Read the Health Affairs article (Vuik et al. 2016) concerning the use of data analytics on population segmentation. Especially look at the Exhibit 1 in the article (p. 771), which lists the population segments that are being used in the management of population health in London.
This goal is to assume the role of a ministry worker, who needs to create an executive summary for political decision-makers on national social and health care trends in patient levels and cost development.
1) Create a similar table of Finland (5 points).
-Decide proxy values for each of the 15 segments from SotkaNet database.
Table should include, at least, the following columns: Segment | Definition of segment | proxy value for patient count | proxy value for care costs
-The proxy values do not need to refer to the exactly same population as in the Exhibit 1. For example, instead of “Mostly healthy”, you can use the number of the whole population, as it likely will follow the same trend (or potentially will not, please argue on your choices and the possible flaws on those). You may have to sum up some groups from SotkaNet data to get a comprehensive picture of some groups (such as socially excluded groups).
2. Analyse trends in patient amounts (5 points) and costs of care (5 points) for each segment.
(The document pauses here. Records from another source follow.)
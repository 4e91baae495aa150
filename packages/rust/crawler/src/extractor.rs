//! Concurrent post extraction.
//!
//! Every discovered post is fetched and parsed in its own task, bounded by a
//! semaphore. Tasks finish in any order; results are put back in discovery
//! order before they are returned. A post that fails is skipped, never fatal.

use std::collections::HashMap;
use std::sync::Arc;

use scraper::Html;
use tokio::sync::Semaphore;
use tokio::task::JoinSet;
use tokio_util::sync::CancellationToken;
use tracing::{debug, info, instrument, warn};
use url::Url;

use blogbook_shared::{
    BlogbookError, CompiledHints, PageFetchResult, PostLink, PostRecord, Result, SkippedPost,
};

use crate::fetch::Fetcher;
use crate::parsers::{PageParser, ParseContext, ParserRegistry};

/// Outcome of extracting every discovered post.
#[derive(Debug, Clone, Default)]
pub struct ExtractionResult {
    /// Extracted posts in discovery order.
    pub records: Vec<PostRecord>,
    /// Posts that could not be fetched or parsed, in discovery order.
    pub skipped: Vec<SkippedPost>,
}

/// Fetches and parses post pages with bounded concurrency.
pub struct PostExtractor {
    fetcher: Arc<dyn Fetcher>,
    registry: Arc<ParserRegistry>,
    concurrency: usize,
}

impl PostExtractor {
    pub fn new(fetcher: Arc<dyn Fetcher>, registry: Arc<ParserRegistry>, concurrency: usize) -> Self {
        Self {
            fetcher,
            registry,
            concurrency: concurrency.max(1),
        }
    }

    /// Extract all `links`. Returns [`BlogbookError::Cancelled`] if `cancel`
    /// fires first; in-flight requests are aborted.
    #[instrument(skip_all, fields(posts = links.len(), concurrency = self.concurrency))]
    pub async fn extract(
        &self,
        links: &[PostLink],
        blog_root: &Url,
        hints: &CompiledHints,
        cancel: &CancellationToken,
    ) -> Result<ExtractionResult> {
        let semaphore = Arc::new(Semaphore::new(self.concurrency));
        let blog_root = Arc::new(blog_root.clone());
        let hints = Arc::new(hints.clone());

        let mut tasks = JoinSet::new();
        let mut task_slots = HashMap::new();

        for (slot, link) in links.iter().enumerate() {
            let fetcher = Arc::clone(&self.fetcher);
            let registry = Arc::clone(&self.registry);
            let semaphore = Arc::clone(&semaphore);
            let blog_root = Arc::clone(&blog_root);
            let hints = Arc::clone(&hints);
            let link = link.clone();

            let handle = tasks.spawn(async move {
                let _permit = semaphore
                    .acquire_owned()
                    .await
                    .map_err(|_| BlogbookError::Cancelled)?;
                extract_one(fetcher.as_ref(), &registry, &link, &blog_root, &hints).await
            });
            task_slots.insert(handle.id(), slot);
        }

        let mut outcomes: Vec<Option<std::result::Result<PostRecord, String>>> =
            vec![None; links.len()];

        loop {
            let joined = tokio::select! {
                biased;
                _ = cancel.cancelled() => {
                    tasks.abort_all();
                    info!("extraction cancelled");
                    return Err(BlogbookError::Cancelled);
                }
                joined = tasks.join_next_with_id() => joined,
            };

            match joined {
                None => break,
                Some(Ok((id, outcome))) => {
                    if let Some(&slot) = task_slots.get(&id) {
                        outcomes[slot] = Some(outcome.map_err(|e| e.to_string()));
                    }
                }
                Some(Err(e)) => {
                    if let Some(&slot) = task_slots.get(&e.id()) {
                        outcomes[slot] = Some(Err(format!("extraction task failed: {e}")));
                    }
                }
            }
        }

        let mut result = ExtractionResult::default();
        for (link, outcome) in links.iter().zip(outcomes) {
            match outcome {
                Some(Ok(record)) => result.records.push(record),
                Some(Err(reason)) => {
                    warn!(url = %link.url, %reason, "skipping post");
                    result.skipped.push(SkippedPost {
                        url: link.url.clone(),
                        reason,
                    });
                }
                None => result.skipped.push(SkippedPost {
                    url: link.url.clone(),
                    reason: "extraction did not complete".into(),
                }),
            }
        }

        info!(
            extracted = result.records.len(),
            skipped = result.skipped.len(),
            "extraction completed"
        );

        Ok(result)
    }
}

async fn extract_one(
    fetcher: &dyn Fetcher,
    registry: &ParserRegistry,
    link: &PostLink,
    blog_root: &Url,
    hints: &CompiledHints,
) -> Result<PostRecord> {
    let page = fetcher.fetch(&link.url).await?;
    if !page.is_html() {
        return Err(BlogbookError::parse(format!(
            "{} is not HTML ({})",
            link.url,
            page.content_type.as_deref().unwrap_or_default()
        )));
    }

    let parser = registry.detect(blog_root);
    let record = parse_post(parser, &page, blog_root, hints, link);
    debug!(
        url = %link.url,
        parser = parser.name(),
        title = %record.title,
        dated = record.published.is_some(),
        "extracted post"
    );
    Ok(record)
}

/// Parse a fetched post page. Kept synchronous: `Html` is not `Send` and
/// must not live across an await point.
fn parse_post(
    parser: &dyn PageParser,
    page: &PageFetchResult,
    blog_root: &Url,
    hints: &CompiledHints,
    link: &PostLink,
) -> PostRecord {
    let doc = Html::parse_document(&page.html);
    let cx = ParseContext {
        page_url: &page.final_url,
        blog_root,
        hints,
    };
    let meta = parser.extract_post(&doc, &cx, &link.hint);

    PostRecord {
        source_url: page.final_url.clone(),
        title: meta.title,
        published: meta.published,
        body_html: meta.body_html,
        discovery_index: link.discovery_index,
    }
}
-If possible, create charts depicting the trends on the time-scale 2015 to 2019. As we are interested in potential cost-creating segments, you may want to report the absolute amount of patients in each group. Decide if you want to report ratios of the whole population. Be coherent in the form of numbers you are using. You can either create one chart or several charts. For some segments, it is likely that you need to report all the age groups separately to present the trends properly. The chart will probably become unclear if everything is reported in the same chart.
There is no one perfect way to answer to this question. If you cannot report some numbers or fail to find them. Report this separately.
3. Communicate your findings (5 points).
Please answer, in full sentences, to the next few questions. The format and tone of your answer should be close to the ministry-level executive summary – that is, you should sound like a professional who has performed a well-considered analysis, and is now clearly articulating the implications. Length should be over 200 words, below 600 words (~300 words should be enough for full points).
-What are the strategically most important trends? Are there some unexpected trends, that you find surprising (e.g., something not changing)? Highlight the most important ones first.
-Are the trends focusing on a) growing/declining patient levels or b) growing/declining costs or c) both?
-What do you suggest should be done in 5 years time scale?